**TASK REQUIREMENTS**
A complete answer lists every line of the entries below where the string "usize" appears.
== DATASET RECORDS ==
impl Request {
    pub fn function(&self) -> Function {
        match self {
            Request::GetVersion => Function::GetVersion,
            Request::GetRefCount => Function::GetRefCount,
            Request::ReadMsr { .. } => Function::ReadMsr,
            Request::WriteMsr { .. } => Function::WriteMsr,
            Request::ReadIoPort { .. } => Function::ReadIoPortByte,
            Request::WriteIoPort { .. } => Function::WriteIoPortByte,
            Request::ReadPciConfig { .. } => Function::ReadPciConfig,
            Request::WritePciConfig { .. } => Function::WritePciConfig,
            Request::ReadMemory { .. } => Function::ReadMemory,
        }
    }

    pub fn code(&self) -> ControlCode {
        self.function().code()
    }

    /// Validate request parameters before they are marshalled
    pub fn validate(&self) -> Result<(), String> {
        match self {
            Request::ReadPciConfig { offset, .. } | Request::WritePciConfig { offset, .. } => {
                validate_pci_offset(*offset)
            }
            Request::ReadMemory { unit_size, count, .. } => validate_memory_read(*unit_size, *count),
            _ => Ok(()),
        }
    }

    /// Encode the input frame for this request.
    pub fn encode(&self) -> Vec<u8> {
        match *self {
            Request::GetVersion | Request::GetRefCount => Vec::new(),
            Request::ReadMsr { index } => IndexInput { index }.encode(),
            Request::WriteMsr { index, value } => WriteMsrInput { register: index, value }.encode(),
            Request::ReadIoPort { port } => IndexInput { index: port }.encode(),
            Request::WriteIoPort { port, value } => WriteIoPortInput { port, value }.encode(),
            Request::ReadPciConfig { address, offset } => ReadPciConfigInput {
                pci_address: address,
                reg_address: offset,
            }
            .encode(),
            Request::WritePciConfig { address, offset, value } => WritePciConfigInput {
                pci_address: address,
                reg_address: offset,
                value,
            }
            .encode(),
            Request::ReadMemory { address, unit_size, count } => ReadMemoryInput {
                address,
                unit_size,
                count,
            }
            .encode(),
        }
    }

    /// Decode a control code and input frame back into a request.
    pub fn decode(code: ControlCode, input: &[u8]) -> Result<Request, String> {
        let request = match code.function()? {
            Function::GetVersion => {
                expect_empty(input)?;
                Request::GetVersion
            }
            Function::GetRefCount => {
                expect_empty(input)?;
                Request::GetRefCount
            }
            Function::ReadMsr => Request::ReadMsr { index: IndexInput::decode(input)?.index },
            Function::WriteMsr => {
                let frame = WriteMsrInput::decode(input)?;
                Request::WriteMsr { index: frame.register, value: frame.value }
            }
            Function::ReadIoPortByte => Request::ReadIoPort { port: IndexInput::decode(input)?.index },
            Function::WriteIoPortByte => {
                let frame = WriteIoPortInput::decode(input)?;
                Request::WriteIoPort { port: frame.port, value: frame.value }
            }
            Function::ReadPciConfig => {
                let frame = ReadPciConfigInput::decode(input)?;
                Request::ReadPciConfig { address: frame.pci_address, offset: frame.reg_address }
            }
            Function::WritePciConfig => {
                let frame = WritePciConfigInput::decode(input)?;
                Request::WritePciConfig {
                    address: frame.pci_address,
                    offset: frame.reg_address,
                    value: frame.value,
                }
            }
            Function::ReadMemory => {
                let frame = ReadMemoryInput::decode(input)?;
                Request::ReadMemory {
                    address: frame.address,
                    unit_size: frame.unit_size,
                    count: frame.count,
                }
            }
        };
        request.validate()?;
        Ok(request)
    }

    /// Number of bytes the mediator writes back.
    pub fn output_size(&self) -> usize {
        match *self {
            Request::GetVersion | Request::GetRefCount => 4,
            Request::ReadMsr { .. } => 8,
            Request::ReadIoPort { .. } | Request::ReadPciConfig { .. } => 4,
            Request::ReadMemory { unit_size, count, .. } => unit_size as usize * count as usize,
            Request::WriteMsr { .. } | Request::WriteIoPort { .. } | Request::WritePciConfig { .. } => 0,
        }
    }

    pub fn type_name(&self) -> &'static str {
        match self {
            Request::GetVersion => "GetVersion",
            Request::GetRefCount => "GetRefCount",
            Request::ReadMsr { .. } => "ReadMsr",
            Request::WriteMsr { .. } => "WriteMsr",
            Request::ReadIoPort { .. } => "ReadIoPort",
            Request::WriteIoPort { .. } => "WriteIoPort",
            Request::ReadPciConfig { .. } => "ReadPciConfig",
            Request::WritePciConfig { .. } => "WritePciConfig",
            Request::ReadMemory { .. } => "ReadMemory",
        }
    }
}

fn expect_empty(input: &[u8]) -> Result<(), String> {
    if input.is_empty() {
        Ok(())
    } else {
        Err(format!("Frame of {} bytes, expected none", input.len()))
    }
}

pub fn validate_pci_offset(offset: u32) -> Result<(), String> {
    if offset & 3 != 0 {
        return Err(format!("PCI register offset 0x{:X} is not 4-byte aligned", offset));
    }
    if offset > 0xFFF {
        return Err(format!("PCI register offset 0x{:X} beyond extended config space", offset));
    }
    Ok(())
}

pub fn validate_memory_read(unit_size: u32, count: u32) -> Result<(), String> {
    if !matches!(unit_size, 1 | 2 | 4) {
        return Err(format!("Unit size {} not in (1, 2, 4)", unit_size));
    }
    if count == 0 {
        return Err("Memory read of zero units".into());
    }
    if unit_size as usize * count as usize > MAX_MEMORY_READ {
        return Err(format!(
            "Memory read of {} bytes exceeds {}",
            unit_size as usize * count as usize,
            MAX_MEMORY_READ
        ));
    }
    Ok(())
}

/// Split an 8-byte MSR output into (eax, edx).
pub fn split_msr(output: &[u8]) -> Option<(u32, u32)> {
    if output.len() != 8 {
        return None;
    }
    let value = le_u64(output, 0);
    Some((value as u32, (value >> 32) as u32))
}

pub fn read_u32(output: &[u8]) -> Option<u32> {
    if output.len() != 4 {
        return None;
    }
    Some(le_u32(output, 0))
}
===
**ANSWER**
    pub fn output_size(&self) -> usize {
            Request::ReadMemory { unit_size, count, .. } => unit_size as usize * count as usize,
    if unit_size as usize * count as usize > MAX_MEMORY_READ {
            unit_size as usize * count as usize,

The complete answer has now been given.